REQUIRED ACTION: After locating the line that contains "region for S3." in the data below, set down exactly that line and each one after it through the line that contains "Static secret key.", and nothing more.

Stored data entries:
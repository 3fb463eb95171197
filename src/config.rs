//! Configuration management for the object relay.
//!
//! Options come from command-line arguments, environment variables with the
//! `RELAY_` prefix, or defaults.
//!
//! # Example
//!
//! ```ignore
//! use clap::Parser;
//! use object_relay::config::Config;
//!
//! let config = Config::parse();
//! config.validate()?;
//! println!("Listening on {}", config.bind_address());
//! ```
//!
//! # Environment Variables
//!
//! - `RELAY_HOST` - Server bind address (default: 0.0.0.0)
//! - `RELAY_PORT` - Server port (default: 8080)
//! - `RELAY_S3_BUCKET` - Primary bucket (default: mybucket)
//! - `RELAY_S3_ENDPOINT` - Custom endpoint for S3-compatible services
//! - `RELAY_S3_REGION` - AWS region (default: us-east-1)
//! - `RELAY_S3_ACCESS_KEY` / `RELAY_S3_SECRET_KEY` - Static credentials
//! - `RELAY_S3_USE_SSL` - Scheme for scheme-less endpoints (default: false)
//! - `RELAY_IMAGES_BUCKET` - Images bucket (default: kzen-storage)
//! - `RELAY_IMAGES_PREFIX` - Image upload namespace (default: /kzen)
//! - `RELAY_API_KEY` - API key for mutating requests
//! - `RELAY_MAX_FORM_BYTES` - Request body limit (default: 50 MiB)
//! - `RELAY_CORS_ORIGINS` - Allowed CORS origins, comma-separated

use clap::Parser;

use crate::server::DEFAULT_MAX_FORM_BYTES;
use crate::store::S3ClientOptions;

// =============================================================================
// Default Values
// =============================================================================

/// Default server host.
pub const DEFAULT_HOST: &str = "0.0.0.0";

/// Default server port.
pub const DEFAULT_PORT: u16 = 8080;

/// Default primary bucket.
pub const DEFAULT_BUCKET: &str = "mybucket";

/// Default AWS region.
pub const DEFAULT_REGION: &str = "us-east-1";

/// Default images bucket.
pub const DEFAULT_IMAGES_BUCKET: &str = "kzen-storage";

/// Default image upload namespace.
pub const DEFAULT_IMAGES_PREFIX: &str = "/kzen";

// =============================================================================
// CLI Arguments
// =============================================================================

/// Object Relay - an HTTP front for S3-compatible object storage.
///
/// Serves single objects, concurrent batch fetch/upload/delete and image
/// uploads with normalization.
#[derive(Parser, Debug, Clone)]
#[command(name = "object-relay")]
#[command(author, version, about, long_about = None)]
pub struct Config {
    // =========================================================================
    // Server Configuration
    // =========================================================================
    /// Host address to bind the server to.
    #[arg(long, default_value = DEFAULT_HOST, env = "RELAY_HOST")]
    pub host: String,

    /// Port to listen on.
    #[arg(short, long, default_value_t = DEFAULT_PORT, env = "RELAY_PORT")]
    pub port: u16,

    // =========================================================================
    // S3 Configuration
    // =========================================================================
    /// Primary bucket, served under /objects and /batch.
    #[arg(long, default_value = DEFAULT_BUCKET, env = "RELAY_S3_BUCKET")]
    pub s3_bucket: String,

    /// Custom S3 endpoint for S3-compatible services (MinIO, etc.).
    ///
    /// May omit the scheme (`host:9000`); see --s3-use-ssl.
    #[arg(long, env = "RELAY_S3_ENDPOINT")]
    pub s3_endpoint: Option<String>,

    /// AWS region for S3.
    #[arg(long, default_value = DEFAULT_REGION, env = "RELAY_S3_REGION")]
    pub s3_region: String,

    /// Static access key. The default credential chain is used when unset.
    #[arg(long, env = "RELAY_S3_ACCESS_KEY")]
    pub s3_access_key: Option<String>,

    /// Static secret key.
    #[arg(long, env = "RELAY_S3_SECRET_KEY", hide_env_values = true)]
    pub s3_secret_key: Option<String>,

    /// Use https for endpoints given without a scheme.
    #[arg(long, default_value_t = false, env = "RELAY_S3_USE_SSL")]
    pub s3_use_ssl: bool,

    // =========================================================================
    // Images Configuration
    // =========================================================================
    /// Bucket behind the /{images-bucket}-... routes.
    #[arg(long, default_value = DEFAULT_IMAGES_BUCKET, env = "RELAY_IMAGES_BUCKET")]
    pub images_bucket: String,

    /// Namespace prefix for uploaded images.
    #[arg(long, default_value = DEFAULT_IMAGES_PREFIX, env = "RELAY_IMAGES_PREFIX")]
    pub images_prefix: String,

    // =========================================================================
    // Request Configuration
    // =========================================================================
    /// API key required on mutating requests.
    ///
    /// When unset, every request is allowed.
    #[arg(long, env = "RELAY_API_KEY", hide_env_values = true)]
    pub api_key: Option<String>,

    /// Maximum request body size in bytes.
    #[arg(long, default_value_t = DEFAULT_MAX_FORM_BYTES, env = "RELAY_MAX_FORM_BYTES")]
    pub max_form_bytes: usize,

    // =========================================================================
    // CORS Configuration
    // =========================================================================
    /// Allowed CORS origins (comma-separated).
    ///
    /// If not specified, allows any origin.
    #[arg(long, env = "RELAY_CORS_ORIGINS", value_delimiter = ',')]
    pub cors_origins: Option<Vec<String>>,

    // =========================================================================
    // Logging Configuration
    // =========================================================================
    /// Enable verbose logging (debug level).
    #[arg(short, long, default_value_t = false)]
    pub verbose: bool,

    /// Disable request tracing.
    #[arg(long, default_value_t = false)]
    pub no_tracing: bool,
}

impl Config {
    /// Validate the configuration and return an error message if invalid.
    pub fn validate(&self) -> Result<(), String> {
        if self.s3_bucket.trim().is_empty() {
            return Err("S3 bucket name is required. Set --s3-bucket or RELAY_S3_BUCKET".to_string());
        }

        if self.images_bucket.trim().is_empty() {
            return Err(
                "Images bucket name is required. Set --images-bucket or RELAY_IMAGES_BUCKET"
                    .to_string(),
            );
        }

        if self.s3_access_key.is_some() != self.s3_secret_key.is_some() {
            return Err(
                "S3 access key and secret key must be set together \
                 (--s3-access-key and --s3-secret-key)"
                    .to_string(),
            );
        }

        if self.max_form_bytes == 0 {
            return Err("max_form_bytes must be greater than 0".to_string());
        }

        if matches!(self.api_key.as_deref(), Some(key) if key.trim().is_empty()) {
            return Err("API key must not be empty. Unset --api-key to disable the gate".to_string());
        }

        Ok(())
    }

    /// Get the server bind address as "host:port".
    pub fn bind_address(&self) -> String {
        format!("{}:{}", self.host, self.port)
    }

    /// Options for building the S3 client.
    pub fn s3_options(&self) -> S3ClientOptions {
        S3ClientOptions {
            endpoint: self.s3_endpoint.clone().filter(|e| !e.trim().is_empty()),
            region: self.s3_region.clone(),
            access_key: self.s3_access_key.clone(),
            secret_key: self.s3_secret_key.clone(),
            use_ssl: self.s3_use_ssl,
        }
    }
}

// =============================================================================
// Tests
// =============================================================================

REPLY TO THE TASK:
    /// AWS region for S3.
    #[arg(long, default_value = DEFAULT_REGION, env = "RELAY_S3_REGION")]
    pub s3_region: String,

    /// Static access key. The default credential chain is used when unset.
    #[arg(long, env = "RELAY_S3_ACCESS_KEY")]
    pub s3_access_key: Option<String>,

    /// Static secret key.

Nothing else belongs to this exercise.